One way that the price could increase would be for the LAW design to be upgraded to include more robust armaments, such as small surface to air missiles to take down hostile helicopters and low flying planes (perhaps along the line of the Sea Sparrow missile system or even something like a Stinger man portable anti-aircraft missile), anti-drone weapons such as dazzlers or a laser weapon, some small compliment of anti-ship missiles to assist it against the lowest grade of hostile corvettes, patrol boats and frigates, and/or a small battery of surface to surface missiles similar the the HIMARS multiple rocket launcher system, to provide fire support to its Marines once they land. These kind of upgrades have been contemplated for the existing amphibious warfare fleet.

One could also imagine supplementing the LAW's resources, at additional cost, with one or more military drones for reconnaissance purposes, and also potentially to provide additional firepower at sea against less potent adversaries, or to provide close air support to disembarked Marines. 

This could be done with a helicopter-style drone along the lines of an armed version of the MQ-8 Fire Scout, perhaps outfitted with Viper Strike missiles or Griffin missiles, with something along the lines of the armed versions of the Israeli Elbit Hermes 450 fixed wing drone (which are outfitted with Hellfire missiles in their current version) modified to a seaplane configuration that could be placed in the water for launch and retrieved following a water landing with a crane. Even if these upgrades were out of the question, some sort of smaller reconnaissance drone, such as the RQ-21 Blackjack, would seem to be appropriate and even necessary. 

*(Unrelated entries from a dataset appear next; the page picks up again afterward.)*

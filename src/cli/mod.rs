//! CLI command handlers
//!
//! Each subcommand has its own module with handler functions.

pub mod config;
pub mod reverse;
pub mod scene;
pub mod search;
pub mod serve;

use clap::{Parser, Subcommand};
use tracing_subscriber::EnvFilter;

/// Map picker with reverse geocoding and place search
#[derive(Parser)]
#[command(name = "map-picker")]
#[command(version, about, long_about = None)]
pub struct Cli {
    #[command(subcommand)]
    pub command: Commands,
}

#[derive(Subcommand)]
pub enum Commands {
    /// Resolve the address of a coordinate
    Reverse(reverse::ReverseArgs),

    /// Search places by name, optionally picking one
    Search(search::SearchArgs),

    /// Mount a widget and print its scene
    Scene(scene::SceneArgs),

    /// Start web server (foreground)
    Serve(serve::ServeArgs),

    /// Manage configuration
    Config(config::ConfigArgs),
}

/// Initialize logging to stderr
///
/// RUST_LOG overrides the default level.
fn init_logging(default_level: &str) {
    tracing_subscriber::fmt()
        .with_env_filter(
            EnvFilter::try_from_default_env().unwrap_or_else(|_| EnvFilter::new(default_level)),
        )
        .with_writer(std::io::stderr)
        .init();
}

/// Run the CLI
pub async fn run() -> crate::error::Result<()> {
    let cli = Cli::parse();

    let level = if matches!(cli.command, Commands::Serve(_)) { "info" } else { "warn" };
    init_logging(level);

    match cli.command {
        Commands::Reverse(args) => reverse::run(args).await,
        Commands::Search(args) => search::run(args).await,
        Commands::Scene(args) => scene::run(args).await,
        Commands::Serve(args) => serve::run(args).await,
        Commands::Config(args) => config::run(args),
    }
}

#[cfg(test)]
mod tests {
    use super::*;
    use clap::CommandFactory;

    #[test]
    fn test_cli_definition() {
        Cli::command().debug_assert();
    }

    #[test]
    fn test_parse_search_pick() {
        let cli = Cli::try_parse_from(["map-picker", "search", "Paris", "--pick", "2"]).unwrap();
        match cli.command {
            Commands::Search(args) => {
                assert_eq!(args.query, "Paris");
                assert_eq!(args.pick, Some(2));
            }
            _ => panic!("expected search"),
        }
    }

    #[test]
    fn test_parse_serve_session_ttl() {
        let cli = Cli::try_parse_from(["map-picker", "serve", "--session-ttl", "0"]).unwrap();
        match cli.command {
            Commands::Serve(args) => assert_eq!(args.session_ttl, Some(0)),
            _ => panic!("expected serve"),
        }
    }

    #[test]
    fn test_parse_scene_click() {
        let cli = Cli::try_parse_from([
            "map-picker", "scene", "--lat", "1", "--lng", "2", "--editable", "--click", "10,20",
        ])
        .unwrap();
        match cli.command {
            Commands::Scene(args) => {
                assert!(args.editable);
                assert_eq!(args.click, Some(crate::coord::Coordinate::new(10.0, 20.0)));
            }
            _ => panic!("expected scene"),
        }
    }
}
//! Default configuration values
//!
//! Named constants for all tunable parameters

/// Default latitude for widgets mounted without a location (Mexico City)
pub const DEFAULT_LAT: f64 = 19.4326;

/// Default longitude for widgets mounted without a location
pub const DEFAULT_LNG: f64 = -99.1332;

/// Default server host
pub const DEFAULT_HOST: &str = "127.0.0.1";

/// Default server port
pub const DEFAULT_PORT: u16 = 7879;

/// Default lifetime of an idle widget session in seconds
pub const DEFAULT_SESSION_TTL_SECS: u64 = 1800;

/// Default link provider for read-only popups
pub const DEFAULT_URL_PROVIDER: &str = "google";

/// Config file name
pub const CONFIG_FILE_NAME: &str = "config.toml";

/// Application directory name (for XDG paths)
pub const APP_DIR_NAME: &str = "map-picker";
/// Drain pending widget events
///
/// GET /api/widgets/:id/events
async fn events_handler(
    State(state): State<Arc<AppState>>,
    Path(id): Path<Uuid>,
) -> Result<Json<EventsResponse>, ApiError> {
    let session = find_session(&state, id).await?;
    let mut guard = session.lock().await;
    Ok(Json(EventsResponse {
        events: guard.take_events(),
    }))
}

#[cfg(test)]
mod tests {
    use super::*;
    use crate::config::Config;
    use crate::geo::locationiq::LocationIqBackend;
    use crate::surface::MapEventKind;
    use crate::test_support::{spawn_fake_locationiq, FakeLocationIq};
    use axum::body::Body;
    use axum::http::Request;
    use http_body_util::BodyExt;
    use std::time::Duration;
    use tower::ServiceExt;

    async fn create_test_state() -> (Arc<AppState>, FakeLocationIq) {
        let fake = spawn_fake_locationiq().await;
        let geocoder = LocationIqBackend::new(&fake.base_url, "test", Duration::from_secs(5)).unwrap();
        (Arc::new(AppState::new(Config::default(), geocoder)), fake)
    }

    async fn send(app: &Router, method: &str, uri: &str, body: Option<serde_json::Value>) -> (StatusCode, Vec<u8>) {
        let builder = Request::builder().method(method).uri(uri);
        let request = match body {
            Some(json) => builder
                .header("Content-Type", "application/json")
                .body(Body::from(json.to_string()))
                .unwrap(),
            None => builder.body(Body::empty()).unwrap(),
        };

        let response = app.clone().oneshot(request).await.unwrap();
        let status = response.status();
        let body = response.into_body().collect().await.unwrap().to_bytes();
        (status, body.to_vec())
    }

    async fn mount(app: &Router, editable: bool) -> WidgetView {
        let (status, body) = send(
            app,
            "POST",
            "/api/widgets",
            Some(serde_json::json!({ "editable": editable, "lat": 48.8566, "lng": 2.3522 })),
        )
        .await;
        assert_eq!(status, StatusCode::CREATED);
        serde_json::from_slice(&body).unwrap()
    }

    #[tokio::test]
    async fn test_status_endpoint() {
        let (state, fake) = create_test_state().await;
        let app = create_router(state);

        let (status, body) = send(&app, "GET", "/api/status", None).await;
        assert_eq!(status, StatusCode::OK);

        let status: StatusResponse = serde_json::from_slice(&body).unwrap();
        assert!(status.running);
        assert_eq!(status.geocoder, fake.base_url);
        assert_eq!(status.widgets, 0);
    }

    #[tokio::test]
    async fn test_mount_read_only() {
        let (state, _fake) = create_test_state().await;
        let app = create_router(state.clone());

        let view = mount(&app, false).await;

        assert!(!view.editable);
        assert_eq!(view.scene.zoom, Some(12));
        assert!(view.scene.listeners.is_empty());
        assert!(view.scene.marker.unwrap().popup.unwrap().contains("google.com/maps"));
        assert_eq!(state.session_count().await, 1);
    }

    #[tokio::test]
    async fn test_mount_invalid_coordinates() {
        let (state, _fake) = create_test_state().await;
        let app = create_router(state);

        let (status, body) = send(
            &app,
            "POST",
            "/api/widgets",
            Some(serde_json::json!({ "editable": true, "lat": 91.0, "lng": 0.0 })),
        )
        .await;

        assert_eq!(status, StatusCode::BAD_REQUEST);
        let err: ApiError = serde_json::from_slice(&body).unwrap();
        assert_eq!(err.code, "INVALID_COORDINATES");
    }

    #[tokio::test]
    async fn test_click_resolves_address() {
        let (state, fake) = create_test_state().await;
        let app = create_router(state);
        let view = mount(&app, true).await;

        let (status, body) = send(
            &app,
            "POST",
            &format!("/api/widgets/{}/click", view.id),
            Some(serde_json::json!({ "lat": 10.0, "lng": 20.0 })),
        )
        .await;
        assert_eq!(status, StatusCode::OK);

        let resp: LookupResponse = serde_json::from_slice(&body).unwrap();
        let address = resp.address.unwrap();
        assert_eq!(address.city.as_deref(), Some("Testville"));
        assert!(address.postcode.is_none());
        assert_eq!((address.latitude, address.longitude), (10.0, 20.0));
        assert_eq!(fake.requests(), vec!["/reverse.php?key=test&lat=10&lon=20&format=json"]);

        let (_, body) = send(&app, "GET", &format!("/api/widgets/{}/events", view.id), None).await;
        let events: serde_json::Value = serde_json::from_slice(&body).unwrap();
        assert_eq!(events["events"].as_array().unwrap().len(), 1);
        assert_eq!(events["events"][0]["type"], "address");
        assert_eq!(events["events"][0]["data"]["city"], "Testville");
    }

    #[tokio::test]
    async fn test_click_on_read_only_is_ignored() {
        let (state, fake) = create_test_state().await;
        let app = create_router(state);
        let view = mount(&app, false).await;

        let (status, body) = send(
            &app,
            "POST",
            &format!("/api/widgets/{}/click", view.id),
            Some(serde_json::json!({ "lat": 10.0, "lng": 20.0 })),
        )
        .await;
        assert_eq!(status, StatusCode::OK);

        let resp: LookupResponse = serde_json::from_slice(&body).unwrap();
        assert!(resp.address.is_none());
        assert_eq!(resp.coordinate, Coordinate::new(48.8566, 2.3522));
        assert!(fake.requests().is_empty());
    }

    #[tokio::test]
    async fn test_lookup_failure_maps_to_bad_gateway() {
        let (state, _fake) = create_test_state().await;
        let app = create_router(state);
        let view = mount(&app, true).await;

        let (status, body) = send(
            &app,
            "POST",
            &format!("/api/widgets/{}/click", view.id),
            Some(serde_json::json!({ "lat": 0.0, "lng": 0.0 })),
        )
        .await;

        assert_eq!(status, StatusCode::BAD_GATEWAY);
        let err: ApiError = serde_json::from_slice(&body).unwrap();
        assert_eq!(err.code, "LOOKUP_FAILED");

        let (_, body) = send(&app, "GET", &format!("/api/widgets/{}/events", view.id), None).await;
        let events: serde_json::Value = serde_json::from_slice(&body).unwrap();
        assert_eq!(events["events"][0]["type"], "lookup_failed");
        assert_eq!(events["events"][0]["data"]["kind"], "service");
    }

    #[tokio::test]
    async fn test_move_updates_coordinate() {
        let (state, fake) = create_test_state().await;
        let app = create_router(state);
        let view = mount(&app, true).await;

        let (status, body) = send(
            &app,
            "POST",
            &format!("/api/widgets/{}/move", view.id),
            Some(serde_json::json!({ "lat": 5.0, "lng": 6.0 })),
        )
        .await;
        assert_eq!(status, StatusCode::OK);

        let resp: LookupResponse = serde_json::from_slice(&body).unwrap();
        assert_eq!(resp.coordinate, Coordinate::new(5.0, 6.0));
        assert!(fake.requests().is_empty());

        let (_, body) = send(&app, "GET", &format!("/api/widgets/{}", view.id), None).await;
        let view: WidgetView = serde_json::from_slice(&body).unwrap();
        assert_eq!(view.coordinate, Coordinate::new(5.0, 6.0));
        assert_eq!(view.scene.marker.unwrap().position, view.coordinate);
    }

    #[tokio::test]
    async fn test_search_then_select() {
        let (state, fake) = create_test_state().await;
        let app = create_router(state);
        let view = mount(&app, true).await;

        let (status, body) =
            send(&app, "GET", &format!("/api/widgets/{}/places?q=Paris", view.id), None).await;
        assert_eq!(status, StatusCode::OK);

        let resp: PlacesResponse = serde_json::from_slice(&body).unwrap();
        assert!(resp.applied);
        assert_eq!(resp.places.len(), 2);
        assert_eq!(resp.places[0].display_name, "Paris, France");

        let place = serde_json::to_value(&resp.places[0]).unwrap();
        let (status, body) =
            send(&app, "POST", &format!("/api/widgets/{}/select", view.id), Some(place)).await;
        assert_eq!(status, StatusCode::OK);

        let resp: LookupResponse = serde_json::from_slice(&body).unwrap();
        assert_eq!(resp.coordinate, Coordinate::new(48.85, 2.35));
        assert_eq!(resp.address.unwrap().city.as_deref(), Some("Paris"));

        let (_, body) = send(&app, "GET", &format!("/api/widgets/{}", view.id), None).await;
        let view: WidgetView = serde_json::from_slice(&body).unwrap();
        assert!(view.places.is_empty());
        assert_eq!(view.scene.center, Some(Coordinate::new(48.85, 2.35)));
        assert_eq!(view.scene.listeners, vec![MapEventKind::Click, MapEventKind::MarkerMove]);

        let (_, body) = send(&app, "GET", &format!("/api/widgets/{}/events", view.id), None).await;
        let events: serde_json::Value = serde_json::from_slice(&body).unwrap();
        let events = events["events"].as_array().unwrap();
        assert_eq!(events.len(), 2);
        assert!(events[0]["data"]["city"].is_null());
        assert_eq!(events[1]["data"]["city"], "Paris");

        assert_eq!(fake.requests().len(), 2);
    }

    #[tokio::test]
    async fn test_blank_search_is_noop() {
        let (state, fake) = create_test_state().await;
        let app = create_router(state);
        let view = mount(&app, true).await;

        for uri in [
            format!("/api/widgets/{}/places", view.id),
            format!("/api/widgets/{}/places?q=", view.id),
        ] {
            let (status, body) = send(&app, "GET", &uri, None).await;
            assert_eq!(status, StatusCode::OK);
            let resp: PlacesResponse = serde_json::from_slice(&body).unwrap();
            assert!(!resp.applied);
            assert!(resp.places.is_empty());
        }

        assert!(fake.requests().is_empty());
    }

    #[tokio::test]
    async fn test_unmount() {
        let (state, _fake) = create_test_state().await;
        let app = create_router(state.clone());
        let view = mount(&app, true).await;

        let (status, _) = send(&app, "DELETE", &format!("/api/widgets/{}", view.id), None).await;
        assert_eq!(status, StatusCode::NO_CONTENT);
        assert_eq!(state.session_count().await, 0);

        let (status, body) = send(&app, "GET", &format!("/api/widgets/{}", view.id), None).await;
        assert_eq!(status, StatusCode::NOT_FOUND);
        let err: ApiError = serde_json::from_slice(&body).unwrap();
        assert_eq!(err.code, "WIDGET_NOT_FOUND");
    }

    #[tokio::test]
    async fn test_expired_widget_is_not_found() {
        let (state, _fake) = create_test_state().await;
        let app = create_router(state.clone());
        let view = mount(&app, true).await;

        let ttl = state.config.server.session_ttl_secs as i64;
        state.backdate(view.id, ttl + 1).await;

        let (status, body) = send(
            &app,
            "POST",
            &format!("/api/widgets/{}/move", view.id),
            Some(serde_json::json!({ "lat": 5.0, "lng": 6.0 })),
        )
        .await;
        assert_eq!(status, StatusCode::NOT_FOUND);
        let err: ApiError = serde_json::from_slice(&body).unwrap();
        assert_eq!(err.code, "WIDGET_NOT_FOUND");
        assert_eq!(state.session_count().await, 0);
    }
}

Some sort of upgraded firepower from the original design requirements would no doubt be popular with the Marines and would increase confidence in the ability of commanders to deploy the LAW independently, potentially increasing its value disproportionately to the increased cost per ship.

Plausible Missions

These ships fill a quite narrow mission. 

They are too slow and have too few ship based armaments to be useful for anti-piracy or anti-smuggling missions at sea, let alone combat with other warships or military submarines. They are also too slow to rapidly respond to emerging crisis situations, except to the extent that they are already forward deployed close to where they are needed.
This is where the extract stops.